C’est une réflexion à haute voix hein ! Parce que dans la stratégie normale de création d’une monnaie, on commence d’abord par conceptualiser cette monnaie commune de la Cedeao. Un document conceptuel doit être produit : – c’est quoi cette monnaie ? ça va servir à quoi ? Comme la commission Delors a produit le traité de Maastricht. Il faut le concept et une fois le concept adopté, on élabore le traité qui crée l’union économique et monétaire en question. Ensuite, ratifier le statut de la banque centrale qui va créer cette monnaie. Il y a enfin les détails techniques sur les questions de parités. Toutes ces étapes sont importantes.
On a donc brûlé des étapes préalables ?
Toutes ces questions devraient être discutées dans un statut dans la Banque centrale avec les problèmes de change, les problèmes de réserves. Après la banque centrale va vous demander nom de cette monnaie. Est-ce qu’elle va s’appeler le sikka ? Est-ce qu’elle va s’appelle wari, est-ce qu’elle va s’appeler le cauris ? Et puis comment ça va se dessiner les billets, les pièces ? Est-ce qu’il nous faut les billets de cents mille, est-ce qu’il nous faut des billets de dix mille, etc ? Où est-ce qu’on ira fabriquer ces billets ? Est-ce qu’on les faits à Guédiawaye, est qu’on les fabrique en Chine ou encore, à Abidjan ? Quel est l’imprimeur qui va fabriquer cette monnaie ? Quand vous commencez à vous habiller en portant votre pantalon, votre costume avant le sous-vêtement, on se demande comment vous allez sortir ?
Avez-vous adressez ces observations à la commission de la Cedeao ?
Je les ai formulées à plusieurs reprises à la commission…
Il se pose aussi la question de l’après CFA en termes de gestion de cette monnaie commune. Est-ce que cette question réglée ?
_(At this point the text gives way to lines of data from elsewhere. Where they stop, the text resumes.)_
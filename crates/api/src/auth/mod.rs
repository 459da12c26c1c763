//! Bearer-token verification against an identity provider's JWKS.
//!
//! The flow for every protected request:
//!
//! 1. [`bearer::bearer_token`] pulls the token out of `Authorization`.
//! 2. [`TokenVerifier::verify`] finds the signing key by `kid`, checks the
//!    signature, audience, issuer and expiry, and returns the claims.
//! 3. [`verifier::check_permission`] requires one permission string.
//!
//! Each failure is an [`AuthError`] carrying its own status and code.

pub mod bearer;
pub mod error;
pub mod jwks;
pub mod verifier;

pub use error::AuthError;
pub use jwks::{HttpJwksSource, JwksError, JwksSource, StaticJwksSource};
pub use verifier::{check_permission, TokenClaims, TokenVerifier};
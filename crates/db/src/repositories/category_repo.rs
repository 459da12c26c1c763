//! Repository for the trivia `category` table.

use sqlx::PgPool;
use trio_core::types::DbId;

use crate::models::category::Category;

pub struct CategoryRepo;

impl CategoryRepo {
    pub async fn list(pool: &PgPool) -> Result<Vec<Category>, sqlx::Error> {
        sqlx::query_as::<_, Category>("SELECT id, type FROM category ORDER BY id")
            .fetch_all(pool)
            .await
    }

    pub async fn find_by_id(pool: &PgPool, id: DbId) -> Result<Option<Category>, sqlx::Error> {
        sqlx::query_as::<_, Category>("SELECT id, type FROM category WHERE id = $1")
            .bind(id)
            .fetch_optional(pool)
            .await
    }
}
use axum::routing::{delete, get, post};
use axum::Router;

use crate::handlers::{categories, questions, quizzes};
use crate::state::AppState;

pub fn router() -> Router<AppState> {
    Router::new()
        .route("/categories", get(categories::list))
        .route("/categories/{id}/questions", get(categories::questions))
        .route("/questions", get(questions::list).post(questions::create))
        .route("/questions/search", post(questions::search))
        .route("/questions/{id}", delete(questions::delete))
        .route("/quizzes", post(quizzes::next_question))
}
Ce sont les Etats qui doivent le régler. Mais théoriquement cette question est réglée, en termes de recherche. L’ouvrage dont on vient de parler trace les voies qui sont connues. On peut aussi s’inspirer des autres. Le Ghana, la Tanzanie, le Libéria ont fait comment ? Quand on n’a pas envie de bouger, on trouve des alibis. La monnaie c’est un objet de souveraineté. C’est aux hommes politiques de décider. Qu’ils fassent leur travail au lieu de commencer à crier déjà aux difficultés qui, elles, sont inévitables.